The paradoxical significance of CD39+CD8+ T cells in clear cell renal cell carcinoma [scRNA-seq]

CD39+CD8+ T cells are known as tumour antigen-specific cells among CD8+ tumour-infiltrating lymphocytes (TILs). However, CD39+CD8+ T cells also reportedly exhibit immunosuppressive activity in hypoxic tumour models. Here we investigated CD39+CD8+ TILs with regards to their molecular phenotypes, developmental mechanisms, functions, and prognostic significance in clear cell renal cell carcinoma (ccRCC), a VHL mutation-associated hypoxic tumour. Single-cell RNA and TCR analyses confirmed that CD39+CD8+ cells are a terminally exhausted subset of tumour-specific CD8+ TILs. CD39+CD8+ T-cell development was highly correlated with cAMP signals, and was directly induced by cAMP and TCR signallings.
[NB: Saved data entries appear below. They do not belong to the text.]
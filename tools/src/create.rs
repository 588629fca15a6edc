//! File and directory creation with overwrite semantics.

use std::fs;
use std::io;
use std::path::{Path, PathBuf};

use serde::{Deserialize, Serialize};

use crate::{ToolError, sandbox};

/// What kind of filesystem item to create.
#[derive(Debug, Clone, Copy, PartialEq, Eq, Serialize, Deserialize)]
#[serde(rename_all = "lowercase")]
pub enum ItemKind {
    File,
    Directory,
}

impl ItemKind {
    #[must_use]
    pub const fn as_str(self) -> &'static str {
        match self {
            ItemKind::File => "file",
            ItemKind::Directory => "directory",
        }
    }
}

/// Request to create a single file or directory.
#[derive(Debug, Clone, Deserialize)]
pub struct CreateItemRequest {
    pub path: String,
    #[serde(rename = "type")]
    pub kind: ItemKind,
    /// File content; ignored for directories. Defaults to empty.
    #[serde(default)]
    pub content: Option<String>,
    #[serde(default)]
    pub overwrite: bool,
}

/// Outcome of a single creation attempt.
#[derive(Debug, Clone, Serialize)]
pub struct CreateItemResult {
    pub success: bool,
    pub message: String,
    #[serde(skip_serializing_if = "Option::is_none")]
    pub created: Option<PathBuf>,
    #[serde(rename = "type", skip_serializing_if = "Option::is_none")]
    pub kind: Option<ItemKind>,
}

impl CreateItemResult {
    fn failure(message: String) -> Self {
        Self {
            success: false,
            message,
            created: None,
            kind: None,
        }
    }

    fn created(message: String, path: PathBuf, kind: ItemKind) -> Self {
        Self {
            success: true,
            message,
            created: Some(path),
            kind: Some(kind),
        }
    }
}

/// Creates files and directories inside the working directory.
///
/// Stateless; every method validates paths first and performs no I/O on a
/// rejected path. Batch operations attempt every item and report each result
/// independently so the caller can tell exactly which of N items succeeded.
#[derive(Debug, Clone, Copy, Default)]
pub struct CreateService;

impl CreateService {
    #[must_use]
    pub fn new() -> Self {
        Self
    }

    pub fn create_item(&self, working_dir: &Path, request: &CreateItemRequest) -> CreateItemResult {
        let resolved = match sandbox::resolve(&request.path, working_dir) {
            Ok(path) => path,
            Err(err) => return CreateItemResult::failure(format!("Invalid path: {err}")),
        };

        match self.create_resolved(working_dir, &resolved, request) {
            Ok(result) => result,
            Err(err) => CreateItemResult::failure(format!(
                "Failed to create {}: {err}",
                request.kind.as_str()
            )),
        }
    }

    fn create_resolved(
        &self,
        working_dir: &Path,
        resolved: &Path,
        request: &CreateItemRequest,
    ) -> io::Result<CreateItemResult> {
        let existing = fs::symlink_metadata(resolved).ok();

        if let Some(meta) = &existing
            && !request.overwrite
        {
            let existing_kind = if meta.is_dir() { "directory" } else { "file" };
            return Ok(CreateItemResult::failure(format!(
                "{existing_kind} already exists at: {}\nWorking directory: {}\nRequested: {}\nUse overwrite to replace.",
                resolved.display(),
                working_dir.display(),
                request.path
            )));
        }

        match request.kind {
            ItemKind::Directory => {
                // Overwriting a file with a directory removes the file first;
                // creating an already-existing directory is not an error once
                // the conflict check has passed.
                if let Some(meta) = &existing
                    && !meta.is_dir()
                {
                    fs::remove_file(resolved)?;
                }
                fs::create_dir_all(resolved)?;
                tracing::info!(path = %resolved.display(), "directory created");
                Ok(CreateItemResult::created(
                    format!(
                        "Directory created successfully: {} at {}",
                        request.path,
                        resolved.display()
                    ),
                    resolved.to_path_buf(),
                    ItemKind::Directory,
                ))
            }
            ItemKind::File => {
                if let Some(parent) = resolved.parent() {
                    fs::create_dir_all(parent)?;
                }
                if let Some(meta) = &existing
                    && meta.is_dir()
                {
                    fs::remove_dir_all(resolved)?;
                }
                let content = request.content.as_deref().unwrap_or("");
                fs::write(resolved, content)?;
                tracing::info!(path = %resolved.display(), bytes = content.len(), "file created");
                let detail = if content.is_empty() {
                    " (empty)".to_string()
                } else {
                    format!(" ({} characters)", content.chars().count())
                };
                Ok(CreateItemResult::created(
                    format!(
                        "File created successfully: {} at {}{detail}",
                        request.path,
                        resolved.display()
                    ),
                    resolved.to_path_buf(),
                    ItemKind::File,
                ))
            }
        }
    }

    /// Create several items; every item is attempted regardless of earlier
    /// failures.
    pub fn create_multiple_items(
        &self,
        working_dir: &Path,
        requests: &[CreateItemRequest],
    ) -> Vec<CreateItemResult> {
        requests
            .iter()
            .map(|request| self.create_item(working_dir, request))
            .collect()
    }

    /// Create a whole scaffold from a path-to-kind mapping. Directories are
    /// created before any file (then lexicographic path order), so a file
    /// never races ahead of a parent directory listed in the same request.
    pub fn create_project_structure(
        &self,
        working_dir: &Path,
        structure: impl IntoIterator<Item = (String, ItemKind)>,
    ) -> Vec<CreateItemResult> {
        let mut requests: Vec<CreateItemRequest> = structure
            .into_iter()
            .map(|(path, kind)| CreateItemRequest {
                path,
                kind,
                content: matches!(kind, ItemKind::File).then(String::new),
                overwrite: false,
            })
            .collect();

        requests.sort_by(|a, b| {
            let rank = |kind: ItemKind| match kind {
                ItemKind::Directory => 0,
                ItemKind::File => 1,
            };
            rank(a.kind).cmp(&rank(b.kind)).then(a.path.cmp(&b.path))
        });

        self.create_multiple_items(working_dir, &requests)
    }

    /// Create several directories at once.
    pub fn create_directory_scaffold(
        &self,
        working_dir: &Path,
        paths: &[String],
    ) -> Vec<CreateItemResult> {
        let requests: Vec<CreateItemRequest> = paths
            .iter()
            .map(|path| CreateItemRequest {
                path: path.clone(),
                kind: ItemKind::Directory,
                content: None,
                overwrite: false,
            })
            .collect();
        self.create_multiple_items(working_dir, &requests)
    }

    /// Create several empty files at once; content comes later via patching.
    pub fn create_empty_files(&self, working_dir: &Path, paths: &[String]) -> Vec<CreateItemResult> {
        let requests: Vec<CreateItemRequest> = paths
            .iter()
            .map(|path| CreateItemRequest {
                path: path.clone(),
                kind: ItemKind::File,
                content: Some(String::new()),
                overwrite: false,
            })
            .collect();
        self.create_multiple_items(working_dir, &requests)
    }
}
//! Spectre CLI - terminal chat loop over the engine.
//!
//! The transcript owns stdout; logs go to `~/.spectre/logs/spectre.log`.
//! Ctrl-C during a turn cancels the in-flight model request (a tool call
//! that has already started still runs to completion).

mod markdown;

use std::fs::{self, OpenOptions};
use std::io::Write as _;
use std::path::PathBuf;
use std::sync::Mutex;

use anyhow::Result;
use crossterm::style::Stylize;
use tokio::io::{AsyncBufReadExt, BufReader};
use tracing_subscriber::prelude::*;
use tracing_subscriber::{EnvFilter, fmt};

use spectre_engine::{Session, SpectreConfig, TurnEvent};

fn init_tracing() {
    let env_filter = EnvFilter::try_from_default_env()
        .or_else(|_| EnvFilter::try_new("info"))
        .unwrap_or_else(|_| EnvFilter::try_new("warn").expect("warn filter is valid"));

    for candidate in log_file_candidates() {
        if let Some(parent) = candidate.parent()
            && fs::create_dir_all(parent).is_err()
        {
            continue;
        }
        if let Ok(file) = OpenOptions::new().create(true).append(true).open(&candidate) {
            tracing_subscriber::registry()
                .with(fmt::layer().with_ansi(false).with_writer(Mutex::new(file)))
                .with(env_filter)
                .init();
            tracing::info!(path = %candidate.display(), "logging initialized");
            return;
        }
    }

    // No writable log location: prefer silence over corrupting the
    // transcript on stdout.
    tracing_subscriber::registry().with(env_filter).init();
}

fn log_file_candidates() -> Vec<PathBuf> {
    let mut candidates = Vec::new();

    // Primary: ~/.spectre/logs/spectre.log, next to the config file.
    if let Some(config_path) = SpectreConfig::path()
        && let Some(config_dir) = config_path.parent()
    {
        candidates.push(config_dir.join("logs").join("spectre.log"));
    }

    // Fallback: ./.spectre/logs/spectre.log for constrained environments.
    candidates.push(PathBuf::from(".spectre").join("logs").join("spectre.log"));

    candidates
}

fn print_banner(session: &Session) {
    println!("{}", "SPECTRE".magenta().bold());
    println!(
        "{}",
        format!(
            "model {} via {} | {} tools | /help for commands",
            session.settings().api.model,
            session.settings().api.base_url,
            session.tool_definitions().len()
        )
        .dark_grey()
    );
    println!();
}

fn print_help() {
    println!("  /help   show this help");
    println!("  /tools  list the available tools");
    println!("  /clear  start a fresh conversation");
    println!("  /quit   exit");
    println!();
}

fn print_tools(session: &Session) {
    for def in session.tool_definitions() {
        println!("  {}  {}", def.name.clone().cyan(), def.description);
    }
    println!();
}

#[tokio::main]
async fn main() -> Result<()> {
    init_tracing();

    let settings = match SpectreConfig::load() {
        Ok(Some(config)) => config.into_settings(),
        Ok(None) => SpectreConfig::default().into_settings(),
        Err(err) => {
            eprintln!("{} {err}", "config error:".red());
            tracing::error!(%err, "falling back to default configuration");
            SpectreConfig::default().into_settings()
        }
    };

    let mut session = Session::new(settings)?;
    print_banner(&session);

    if let Err(err) = spectre_providers::test_connection(&session.settings().api).await {
        println!(
            "{}",
            format!(
                "warning: {} is not answering ({err}); requests will fail until it does",
                session.settings().api.base_url
            )
            .yellow()
        );
        println!();
    }

    let mut input = BufReader::new(tokio::io::stdin()).lines();
    loop {
        print!("{} ", "you ❯".green().bold());
        std::io::stdout().flush()?;

        let Some(line) = input.next_line().await? else {
            break;
        };
        let line = line.trim();
        if line.is_empty() {
            continue;
        }

        match line {
            "/quit" | "/exit" => break,
            "/help" => {
                print_help();
                continue;
            }
            "/tools" => {
                print_tools(&session);
                continue;
            }
            "/clear" => {
                session.clear();
                println!("{}", "conversation cleared".dark_grey());
                println!();
                continue;
            }
            _ => {}
        }

        let turn = session.run_turn(line, |event| match event {
            TurnEvent::ToolStarted { name } => {
                println!("{}", format!("  ⚙ {name}").dark_grey());
            }
            TurnEvent::ToolFinished { name, is_error } => {
                if is_error {
                    println!("{}", format!("  ✗ {name} failed").dark_yellow());
                }
            }
        });
        tokio::pin!(turn);

        tokio::select! {
            outcome = &mut turn => match outcome {
                Ok(outcome) => {
                    println!();
                    println!("{}", markdown::render(&outcome.reply));
                    if outcome.hit_iteration_cap {
                        println!("{}", "(tool iteration limit reached)".dark_yellow());
                    }
                    println!();
                }
                Err(err) => {
                    tracing::error!(%err, "turn failed");
                    println!("{} {err:#}", "error:".red());
                    println!();
                }
            },
            _ = tokio::signal::ctrl_c() => {
                println!();
                println!("{}", "cancelled".dark_yellow());
                println!();
            }
        }
    }

    Ok(())
}
//! Serde types for the chat-completions wire format.
//!
//! The wire nests tool calls under a `function` object and may deliver
//! `arguments` as a JSON-encoded string; the internal [`ChatMessage`] keeps
//! the flat shape and leaves argument decoding to the tool dispatcher.

use serde::{Deserialize, Serialize};
use serde_json::Value;

use spectre_types::{ChatMessage, Role, ToolCall, ToolDefinition};

#[derive(Debug, Serialize)]
pub(crate) struct ChatRequest<'a> {
    pub model: &'a str,
    pub messages: Vec<WireMessage>,
    pub max_tokens: u32,
    pub temperature: f32,
    pub stream: bool,
    #[serde(skip_serializing_if = "Vec::is_empty")]
    pub tools: Vec<WireTool>,
    #[serde(skip_serializing_if = "Option::is_none")]
    pub tool_choice: Option<&'static str>,
}

#[derive(Debug, Deserialize)]
pub(crate) struct ChatResponse {
    #[serde(default)]
    pub choices: Vec<Choice>,
}

#[derive(Debug, Deserialize)]
pub(crate) struct Choice {
    pub message: WireMessage,
}

#[derive(Debug, Serialize, Deserialize)]
pub(crate) struct WireMessage {
    pub role: Role,
    /// Null for assistant messages that only carry tool calls.
    #[serde(default, skip_serializing_if = "Option::is_none")]
    pub content: Option<String>,
    #[serde(default, skip_serializing_if = "Option::is_none")]
    pub tool_calls: Option<Vec<WireToolCall>>,
    #[serde(default, skip_serializing_if = "Option::is_none")]
    pub tool_call_id: Option<String>,
}

impl WireMessage {
    pub fn from_message(message: &ChatMessage) -> Self {
        let tool_calls = if message.tool_calls.is_empty() {
            None
        } else {
            Some(
                message
                    .tool_calls
                    .iter()
                    .map(WireToolCall::from_call)
                    .collect(),
            )
        };
        let content = if message.content.is_empty() && tool_calls.is_some() {
            None
        } else {
            Some(message.content.clone())
        };
        Self {
            role: message.role,
            content,
            tool_calls,
            tool_call_id: message.tool_call_id.clone(),
        }
    }

    pub fn into_message(self) -> ChatMessage {
        ChatMessage {
            role: self.role,
            content: self.content.unwrap_or_default(),
            tool_calls: self
                .tool_calls
                .unwrap_or_default()
                .into_iter()
                .map(WireToolCall::into_call)
                .collect(),
            tool_call_id: self.tool_call_id,
        }
    }
}

#[derive(Debug, Serialize, Deserialize)]
pub(crate) struct WireToolCall {
    pub id: String,
    #[serde(rename = "type")]
    pub kind: String,
    pub function: WireFunctionCall,
}

#[derive(Debug, Serialize, Deserialize)]
pub(crate) struct WireFunctionCall {
    pub name: String,
    /// Usually a JSON-encoded string; some servers send an object.
    pub arguments: Value,
}

impl WireToolCall {
    fn from_call(call: &ToolCall) -> Self {
        Self {
            id: call.id.clone(),
            kind: "function".to_string(),
            function: WireFunctionCall {
                name: call.name.clone(),
                arguments: call.arguments.clone(),
            },
        }
    }

    fn into_call(self) -> ToolCall {
        ToolCall::new(self.id, self.function.name, self.function.arguments)
    }
}

#[derive(Debug, Serialize)]
pub(crate) struct WireTool {
    #[serde(rename = "type")]
    pub kind: &'static str,
    pub function: WireFunction,
}

#[derive(Debug, Serialize)]
pub(crate) struct WireFunction {
    pub name: String,
    pub description: String,
    pub parameters: Value,
}

impl WireTool {
    pub fn from_definition(def: &ToolDefinition) -> Self {
        Self {
            kind: "function",
            function: WireFunction {
                name: def.name.clone(),
                description: def.description.clone(),
                parameters: def.parameters.clone(),
            },
        }
    }
}

#[cfg(test)]
mod tests {
    use super::WireMessage;
    use serde_json::json;
    use spectre_types::{ChatMessage, ToolCall};

    #[test]
    fn assistant_tool_call_round_trips() {
        let mut message = ChatMessage::assistant("");
        message.tool_calls = vec![ToolCall::new(
            "c1",
            "patch_file",
            json!("{\"file\":\"a\"}"),
        )];

        let wire = WireMessage::from_message(&message);
        let serialized = serde_json::to_value(&wire).unwrap();
        // Content is omitted for tool-call-only messages; the call nests
        // under `function`.
        assert!(serialized.get("content").is_none());
        assert_eq!(serialized["tool_calls"][0]["function"]["name"], "patch_file");

        let back: WireMessage = serde_json::from_value(serialized).unwrap();
        let round = back.into_message();
        assert_eq!(round.tool_calls[0].name, "patch_file");
        assert!(round.tool_calls[0].arguments.is_string());
    }

    #[test]
    fn tool_result_message_keeps_its_call_id() {
        let wire = WireMessage::from_message(&ChatMessage::tool_result("c1", "done"));
        let value = serde_json::to_value(&wire).unwrap();
        assert_eq!(value["role"], "tool");
        assert_eq!(value["tool_call_id"], "c1");
        assert_eq!(value["content"], "done");
    }
}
Analysis of an RCC cohort revealed a markedly elevated proportion of CD39+ cells among CD8+ TILs in ccRCC, compared to non-ccRCC. Moreover, the proportion of CD39+CD8+ TILs was associated with high tumour mutational burden and hypoxic features. Ex vivo functional assays revealed that CD39+CD8+ TILs exerted immunosuppressive activity on neighbouring CD8+ T cells via ectonucleotidase activity- and adenosine-dependent mechanisms. CD39+CD8+ TIL enrichment predicted poor prognosis of ccRCC patients, yet also predicted favourable treatment responses to anti-PD-1 therapy. This paradoxical prognostic significance in ccRCC is explained by the dual properties of CD39+CD8+ TILs: tumour antigen specificity and immunosuppressive activity. From single-cell suspensions of tumours and PBMCs, CCR7-CD45RA- and CCR7-CD45RA+ CD8+ T cells were sorted. Next, these cells were loaded onto the 10× Genomics Chromium Single Cell platform.